Collected data:
============================================================

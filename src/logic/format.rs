//! Display formatting for counts, descriptions and dates on result cards.

use chrono::{DateTime, NaiveDate};

/// What: Abbreviate a count for compact display.
///
/// Inputs:
/// - `n`: Non-negative count (stars, forks, watchers, total matches).
///
/// Output:
/// - `"1.5M"` for millions, `"2.3k"` for thousands, the plain integer below 1000.
///
/// Details:
/// - One decimal place, rounded; the thresholds are inclusive, so `999_999`
///   stays in thousands and renders as `"1000.0k"`.
#[must_use]
#[allow(clippy::cast_precision_loss)]
pub fn format_count(n: u64) -> String {
    if n >= 1_000_000 {
        format!("{:.1}M", n as f64 / 1_000_000.0)
    } else if n >= 1_000 {
        format!("{:.1}k", n as f64 / 1_000.0)
    } else {
        n.to_string()
    }
}

/// What: Limit a description to `max_words` words.
///
/// Inputs:
/// - `text`: Description as received from the API.
/// - `max_words`: Word budget.
///
/// Output:
/// - `text` unchanged when it has at most `max_words` words; otherwise the first
///   `max_words` words joined by single spaces followed by `"..."`.
#[must_use]
pub fn truncate_description(text: &str, max_words: usize) -> String {
    let mut words = text.split_whitespace();
    let head: Vec<&str> = words.by_ref().take(max_words).collect();
    if words.next().is_none() {
        return text.to_string();
    }
    format!("{}...", head.join(" "))
}

/// What: Render an API timestamp as `"Mon D, YYYY"`.
///
/// Inputs:
/// - `iso`: RFC 3339 timestamp (e.g. `2024-03-05T10:00:00Z`) or a bare `YYYY-MM-DD` date.
///
/// Output:
/// - `"Mar 5, 2024"`; the input unchanged when it cannot be parsed.
///
/// Details:
/// - The calendar date is taken in the timestamp's own offset (UTC for the API).
#[must_use]
pub fn format_date(iso: &str) -> String {
    let trimmed = iso.trim();
    let date = DateTime::parse_from_rfc3339(trimmed)
        .map(|dt| dt.date_naive())
        .or_else(|_| NaiveDate::parse_from_str(trimmed, "%Y-%m-%d"));
    match date {
        Ok(d) => d.format("%b %-d, %Y").to_string(),
        Err(_) => iso.to_string(),
    }
}

#[cfg(test)]
mod tests {
    use super::*;

    #[test]
    /// What: Count abbreviation around both thresholds.
    ///
    /// Inputs:
    /// - 42, 999, 1000, 2300, 999 999, 1 000 000, 1 500 000.
    ///
    /// Output:
    /// - Plain integers below 1000, one-decimal `k` below a million, `M` above.
    fn format_count_thresholds() {
        assert_eq!(format_count(0), "0");
        assert_eq!(format_count(42), "42");
        assert_eq!(format_count(999), "999");
        assert_eq!(format_count(1_000), "1.0k");
        assert_eq!(format_count(2_300), "2.3k");
        assert_eq!(format_count(999_999), "1000.0k");
        assert_eq!(format_count(1_000_000), "1.0M");
        assert_eq!(format_count(1_500_000), "1.5M");
    }

    #[test]
    /// What: Short descriptions pass through untouched, including their spacing.
    fn truncate_description_short_is_unchanged() {
        assert_eq!(truncate_description("a b c", 50), "a b c");
        assert_eq!(truncate_description("a  b\tc", 3), "a  b\tc");
        assert_eq!(truncate_description("", 50), "");
    }

    #[test]
    /// What: Long descriptions keep the first `max_words` words plus an ellipsis.
    ///
    /// Inputs:
    /// - 60 one-character words, limit 50.
    ///
    /// Output:
    /// - The first 50 words joined by single spaces followed by `"..."`.
    fn truncate_description_long_is_cut() {
        let words: Vec<String> = (0..60).map(|i| ((b'a' + (i % 26)) as char).to_string()).collect();
        let text = words.join(" ");
        let expected = format!("{}...", words[..50].join(" "));
        assert_eq!(truncate_description(&text, 50), expected);
    }

    #[test]
    /// What: Exactly `max_words` words is not truncated.
    fn truncate_description_exact_limit() {
        assert_eq!(truncate_description("one two three", 3), "one two three");
        assert_eq!(truncate_description("one two three four", 3), "one two three...");
    }

    #[test]
    /// What: Timestamps render as abbreviated month, unpadded day, and year.
    fn format_date_renders_month_day_year() {
        assert_eq!(format_date("2024-03-05T10:00:00Z"), "Mar 5, 2024");
        assert_eq!(format_date("2023-12-31T23:59:59Z"), "Dec 31, 2023");
        assert_eq!(format_date("2021-07-14"), "Jul 14, 2021");
    }

    #[test]
    /// What: Garbage timestamps are shown as received.
    fn format_date_falls_back_to_input() {
        assert_eq!(format_date("yesterday"), "yesterday");
    }
}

============================================================

● Assigned task
Send back an exact copy of only the lines from the line with "let trimmed = iso.trim();" up to and including the line with "use super::*;" in the data above.

● The completed task
    let trimmed = iso.trim();
    let date = DateTime::parse_from_rfc3339(trimmed)
        .map(|dt| dt.date_naive())
        .or_else(|_| NaiveDate::parse_from_str(trimmed, "%Y-%m-%d"));
    match date {
        Ok(d) => d.format("%b %-d, %Y").to_string(),
        Err(_) => iso.to_string(),
    }
}

#[cfg(test)]
mod tests {
    use super::*;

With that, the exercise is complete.